In 2019, the Department of Commerce is celebrating 10 years of the Storefront Improvement Program (SIP), a grant program that offers reimbursements for facade improvements on commercial properties. Follow along this year for more stories of SIP’s impact on Philadelphia businesses and neighborhoods.
In traditional Cambodian culture, every day of week is a different color. Mondays you wear yellow, Tuesdays you wear purple, and so on. Phally Seng, owner of Seyla Banteay Srey clothing boutique, embraces that color and and the tradition of her home country in her everyday life.
“When a customer comes in who doesn’t know what to grab, [Phally] has to know what the ceremony is,” Somali Osteen, a corridor manager for SEAMAAC, translates for Phally. “She will help them to point out the outfits, some of which correlate with the colors that go along with the occasion.”
Phally is a Cambodian refugee who first came to America in 1985 at 17 years old. She immediately settled in South Philadelphia and has considered the area her home ever since.
“This is the first place that she set her foot on, so it just feels like home,” Somali says on behalf of Phally. “It’s different from the other places that she’s been to because she knows this area better and she has friends living in the area. The Cambodian population in this area is increasing, and that’s why she decided to sell traditional clothing.”
Somali, a representative for the local community development corporation, approached Phally to tell her about resources that are available to help her business. Phally knew that she needed a sign for the exterior of her shop, so it was only natural for her to apply for the Storefront Improvement Program. She used the program for a bright new awning, allowing the exterior of her business to match the colorful goods she sells inside.
In Somali’s almost three years as a corridor manager on South 7th Street, she has helped numerous businesses transform their storefronts through the Department of Commerce’s program. Corridor managers like Somali are the friendly faces who are present in the neighborhoods every day, and can help spread information on how the City can help small businesses.

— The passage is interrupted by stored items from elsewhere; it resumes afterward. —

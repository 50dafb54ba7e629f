//! Cart and wishlist repositories.
//!
//! Both tables hold one row per user with the items as a JSON array, written
//! with `INSERT ... ON CONFLICT DO UPDATE` so a user can never accumulate
//! more than one document. Reads and writes are whole-document; there is no
//! per-item SQL.

use chrono::{DateTime, Utc};
use sqlx::PgPool;

use marigold_core::UserId;

use super::RepositoryError;
use crate::models::{CartDocument, CartItem, WishlistDocument, WishlistItem};

#[derive(Debug, sqlx::FromRow)]
struct DocumentRow {
    user_id: i32,
    items: serde_json::Value,
    updated_at: DateTime<Utc>,
}

fn decode_items<T: serde::de::DeserializeOwned>(
    items: serde_json::Value,
) -> Result<Vec<T>, RepositoryError> {
    serde_json::from_value(items)
        .map_err(|e| RepositoryError::DataCorruption(format!("invalid items document: {e}")))
}

/// Repository for per-user cart documents.
pub struct CartRepository<'a> {
    pool: &'a PgPool,
}

impl<'a> CartRepository<'a> {
    /// Create a new cart repository.
    #[must_use]
    pub const fn new(pool: &'a PgPool) -> Self {
        Self { pool }
    }

    /// Get a user's cart, if they have one.
    ///
    /// # Errors
    ///
    /// Returns `RepositoryError::Database` if the query fails.
    /// Returns `RepositoryError::DataCorruption` if the stored JSON is invalid.
    pub async fn get(&self, user_id: UserId) -> Result<Option<CartDocument>, RepositoryError> {
        let row = sqlx::query_as::<_, DocumentRow>(
            r"
            SELECT user_id, items, updated_at
            FROM storefront.cart
            WHERE user_id = $1
            ",
        )
        .bind(user_id)
        .fetch_optional(self.pool)
        .await?;

        row.map(|r| {
            Ok(CartDocument {
                user_id: UserId::new(r.user_id),
                items: decode_items::<CartItem>(r.items)?,
                updated_at: r.updated_at,
            })
        })
        .transpose()
    }

    /// Replace a user's cart wholesale. Last write wins.
    ///
    /// # Errors
    ///
    /// Returns `RepositoryError::Database` if the write fails.
    pub async fn replace(
        &self,
        user_id: UserId,
        items: &[CartItem],
    ) -> Result<(), RepositoryError> {
        let items = serde_json::to_value(items)
            .map_err(|e| RepositoryError::DataCorruption(format!("unserializable cart: {e}")))?;

        sqlx::query(
            r"
            INSERT INTO storefront.cart (user_id, items, updated_at)
            VALUES ($1, $2, now())
            ON CONFLICT (user_id) DO UPDATE SET
                items = EXCLUDED.items,
                updated_at = now()
            ",
        )
        .bind(user_id)
        .bind(items)
        .execute(self.pool)
        .await?;

        Ok(())
    }
}

/// Repository for per-user wishlist documents.
pub struct WishlistRepository<'a> {
    pool: &'a PgPool,
}

impl<'a> WishlistRepository<'a> {
    /// Create a new wishlist repository.
    #[must_use]
    pub const fn new(pool: &'a PgPool) -> Self {
        Self { pool }
    }

    /// Get a user's wishlist, if they have one.
    ///
    /// # Errors
    ///
    /// Returns `RepositoryError::Database` if the query fails.
    /// Returns `RepositoryError::DataCorruption` if the stored JSON is invalid.
    pub async fn get(&self, user_id: UserId) -> Result<Option<WishlistDocument>, RepositoryError> {
        let row = sqlx::query_as::<_, DocumentRow>(
            r"
            SELECT user_id, items, updated_at
            FROM storefront.wishlist
            WHERE user_id = $1
            ",
        )
        .bind(user_id)
        .fetch_optional(self.pool)
        .await?;

        row.map(|r| {
            Ok(WishlistDocument {
                user_id: UserId::new(r.user_id),
                items: decode_items::<WishlistItem>(r.items)?,
                updated_at: r.updated_at,
            })
        })
        .transpose()
    }

    /// Replace a user's wishlist wholesale. Last write wins.
    ///
    /// The toggle endpoint reads the current document, edits it in memory,
    /// and writes it back through here. Two concurrent toggles can lose one
    /// update; see DESIGN.md for why that is accepted.
    ///
    /// # Errors
    ///
    /// Returns `RepositoryError::Database` if the write fails.
    pub async fn replace(
        &self,
        user_id: UserId,
        items: &[WishlistItem],
    ) -> Result<(), RepositoryError> {
        let items = serde_json::to_value(items).map_err(|e| {
            RepositoryError::DataCorruption(format!("unserializable wishlist: {e}"))
        })?;

        sqlx::query(
            r"
            INSERT INTO storefront.wishlist (user_id, items, updated_at)
            VALUES ($1, $2, now())
            ON CONFLICT (user_id) DO UPDATE SET
                items = EXCLUDED.items,
                updated_at = now()
            ",
        )
        .bind(user_id)
        .bind(items)
        .execute(self.pool)
        .await?;

        Ok(())
    }
}
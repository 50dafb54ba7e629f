//! Integration tests for Marigold Lane.
//!
//! # Running Tests
//!
//! ```bash
//! # Start the database and run migrations
//! cargo run -p marigold-cli -- migrate
//! cargo run -p marigold-cli -- seed coupons
//!
//! # Start the storefront
//! cargo run -p marigold-storefront
//!
//! # Run integration tests
//! cargo test -p marigold-integration-tests -- --ignored
//! ```
//!
//! Tests are `#[ignore]`d by default because they need a live server.

use reqwest::Client;

/// Base URL for the storefront API (configurable via environment).
#[must_use]
pub fn storefront_base_url() -> String {
    std::env::var("STOREFRONT_BASE_URL").unwrap_or_else(|_| "http://localhost:3000".to_string())
}

/// A client with a cookie store, so the session survives across requests.
///
/// # Panics
///
/// Panics if the client cannot be constructed.
#[must_use]
pub fn session_client() -> Client {
    Client::builder()
        .cookie_store(true)
        .build()
        .expect("Failed to create HTTP client")
}

/// A throwaway email address for registration tests.
#[must_use]
pub fn unique_email() -> String {
    format!("test-{}@example.com", uuid::Uuid::new_v4().simple())
}
//! Application state shared across handlers.

use std::sync::Arc;

use sqlx::PgPool;

use crate::config::StorefrontConfig;
use crate::services::catalog::{CatalogClient, CatalogError};
use crate::services::email::EmailService;
use crate::services::phonepe::PhonepeClient;
use crate::services::razorpay::RazorpayClient;

/// Error constructing application state.
#[derive(Debug, thiserror::Error)]
pub enum AppStateError {
    #[error("catalog client error: {0}")]
    Catalog(#[from] CatalogError),
    #[error("SMTP transport error: {0}")]
    Smtp(#[from] lettre::transport::smtp::Error),
}

/// Application state shared across all handlers.
///
/// This struct is cheaply cloneable via `Arc` and provides access to
/// shared resources like database connections and configuration.
#[derive(Clone)]
pub struct AppState {
    inner: Arc<AppStateInner>,
}

struct AppStateInner {
    config: StorefrontConfig,
    pool: PgPool,
    catalog: CatalogClient,
    razorpay: RazorpayClient,
    phonepe: PhonepeClient,
    email: EmailService,
}

impl AppState {
    /// Create a new application state.
    ///
    /// # Errors
    ///
    /// Returns an error if the catalog client or SMTP transport cannot be
    /// constructed from configuration.
    pub fn new(config: StorefrontConfig, pool: PgPool) -> Result<Self, AppStateError> {
        let catalog = CatalogClient::new(&config.catalog)?;
        let razorpay = RazorpayClient::new(&config.razorpay);
        let phonepe = PhonepeClient::new(&config.phonepe);
        let email = EmailService::new(&config.email)?;

        Ok(Self {
            inner: Arc::new(AppStateInner {
                config,
                pool,
                catalog,
                razorpay,
                phonepe,
                email,
            }),
        })
    }

    /// Get a reference to the storefront configuration.
    #[must_use]
    pub fn config(&self) -> &StorefrontConfig {
        &self.inner.config
    }

    /// Get a reference to the database connection pool.
    #[must_use]
    pub fn pool(&self) -> &PgPool {
        &self.inner.pool
    }

    /// Get a reference to the catalog API client.
    #[must_use]
    pub fn catalog(&self) -> &CatalogClient {
        &self.inner.catalog
    }

    /// Get a reference to the Razorpay client.
    #[must_use]
    pub fn razorpay(&self) -> &RazorpayClient {
        &self.inner.razorpay
    }

    /// Get a reference to the PhonePe client.
    #[must_use]
    pub fn phonepe(&self) -> &PhonepeClient {
        &self.inner.phonepe
    }

    /// Get a reference to the email service.
    #[must_use]
    pub fn email(&self) -> &EmailService {
        &self.inner.email
    }
}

“Once they see that it’s something that they can benefit from, and it’s something that they need for their business, I will work with them to draft out a couple of designs to show them what this could be like if you would improve it and what the cost would be,” Somali explains.
Phally saw the potential of the Storefront Improvement Program and used it to better herself and her business. She is now able to service the surrounding community and anyone who is interested in traditional Cambodian clothing.
“The one important thing that I like is when customers come and they’re happy with our service and happy with our products,” Somali translates for Phally. “To see them happy makes her happy.”